We show the results from our study in Figure 1, which is taken from the JAIDS publication. We show results from three estimates of RSES (we will spare you the technical details which are in the paper).  The dots in the figure are the “point estimates” of the impact of a death occurring on the child’s RSES score.  The lines represent 95% confidence intervals.

A number of insights emerge. First, we see very little effect of maternal death on our measure of self-esteem (the dots are near or at zero). This is all the more surprising because most previous studies found that mothers did matter. But those studies focused on health and education, not on self-esteem or other psychosocial outcomes. In fact, in our own previous research on this sample, we also found that mothers are important for the health and schooling. Children who lost their mothers were two cm shorter than those who did not, and they also had about one-year lower schooling. Father’s death did not seem to have any impact on these indicators. 

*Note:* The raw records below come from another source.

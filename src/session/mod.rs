//! Debate sessions and the cookies that identify them.
//!
//! Sessions are in-memory and process-local. Each holds the user's trader
//! code, its mirror, the debate topic, chat history and the health balance
//! the judge moves between the two sides.
//!
//! # Example
//!
//! ```rust
//! use mirror_debate_gateway::session::SessionStore;
//!
//! let store = SessionStore::new();
//! let session = store.create();
//! assert_eq!(session.apply_delta(15), 65);
//! assert_eq!(store.get(session.id()).unwrap().health(), 65);
//! ```

pub mod cookies;
mod store;

pub use store::{DebateSession, INITIAL_HEALTH, MAX_HEALTH, SessionSnapshot, SessionStore};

Second, and again in contrast to previous findings on health and education from our own work and that of others, there is a very pronounced effect of paternal death. In all three specifications when a father dies when the child is 0-19 years old the child will suffer a loss of 0.2 standard deviations in self-esteem. The paper also presents a further breakdown of these results by age of the child when the father died, which shows that the effect is mostly driven by paternal death during teenage years.

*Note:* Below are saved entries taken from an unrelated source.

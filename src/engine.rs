// ============================================================================
// ENGINE — single-canvas coordinator
// ============================================================================
//
// Owns every component and passes them to each other explicitly; there is no
// global state, so multiple engines (multiple canvases) coexist freely.
//
// Frame model: the host calls `frame()` once per display refresh.  Between
// frames, pointer moves are coalesced to the latest sample (`stroke_to`
// overwrites the pending slot — the only batching in the system).  A frame
// then:
//   1. lazily re-uploads any layer whose CPU pixels are newer than its
//      texture (undo/redo, merge-down, cancelled transforms),
//   2. redraws the in-flight stroke: restore the stroke-begin snapshot,
//      retessellate the full path, one draw call,
//   3. flushes accumulated damage: region-restricted composite + downsample.
//
// Errors inside a frame are contained: degenerate geometry is skipped and
// counted, GPU failures disable the affected layer.  Nothing propagates out
// of the render loop.
// ============================================================================

use image::{Rgba, RgbaImage};

use crate::canvas::{BlendMode, DirtyRect, LayerId, LayerStack};
use crate::config::{BrushConfig, EngineConfig};
use crate::damage::DamageTracker;
use crate::error::EngineError;
use crate::gpu::compositor::Compositor;
use crate::gpu::context::GpuContext;
use crate::gpu::layer_store::GpuLayerStore;
use crate::history::HistoryManager;
use crate::stroke::{StrokeGeometryBuilder, StrokePath, StrokeSample};
use crate::transform::{LayerTransform, TransformDelta};

struct ActiveStroke {
    layer_id: LayerId,
    path: StrokePath,
    /// Latest pointer sample since the previous frame; newer moves replace
    /// older ones until `frame()` consumes it.
    pending: Option<StrokeSample>,
    color: [f32; 4],
    is_eraser: bool,
    /// Accumulated display-pixel bounds of everything drawn so far.
    bounds: DirtyRect,
}

pub struct Engine {
    config: EngineConfig,
    ctx: GpuContext,
    stack: LayerStack,
    store: GpuLayerStore,
    compositor: Compositor,
    damage: DamageTracker,
    history: HistoryManager,
    transform: LayerTransform,
    geometry: StrokeGeometryBuilder,
    active_stroke: Option<ActiveStroke>,
    /// Staging buffer cache for layer-texture readbacks (stroke/transform
    /// sync), separate from the compositor's display readback cache.
    sync_staging: Option<(wgpu::Buffer, u64)>,
}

Third, there is very little difference across the three specifications, which differ in the range of “control” variables. Had we done this analysis on a cross-section (with no control for the kind of pre-orphanhood characteristics used in the full controls specification) we would have reached the same conclusion. But that said, we would not have known that the results were not influenced by those pre-orphanhood characteristics. And in our earlier work on health and education these pre-orphanhood controls mattered quite a lot.

In other specifications (not shown) we find no differential effects by the gender of the child or by the time since bereavement, nor do we find any additional multiplicative effect for double orphans.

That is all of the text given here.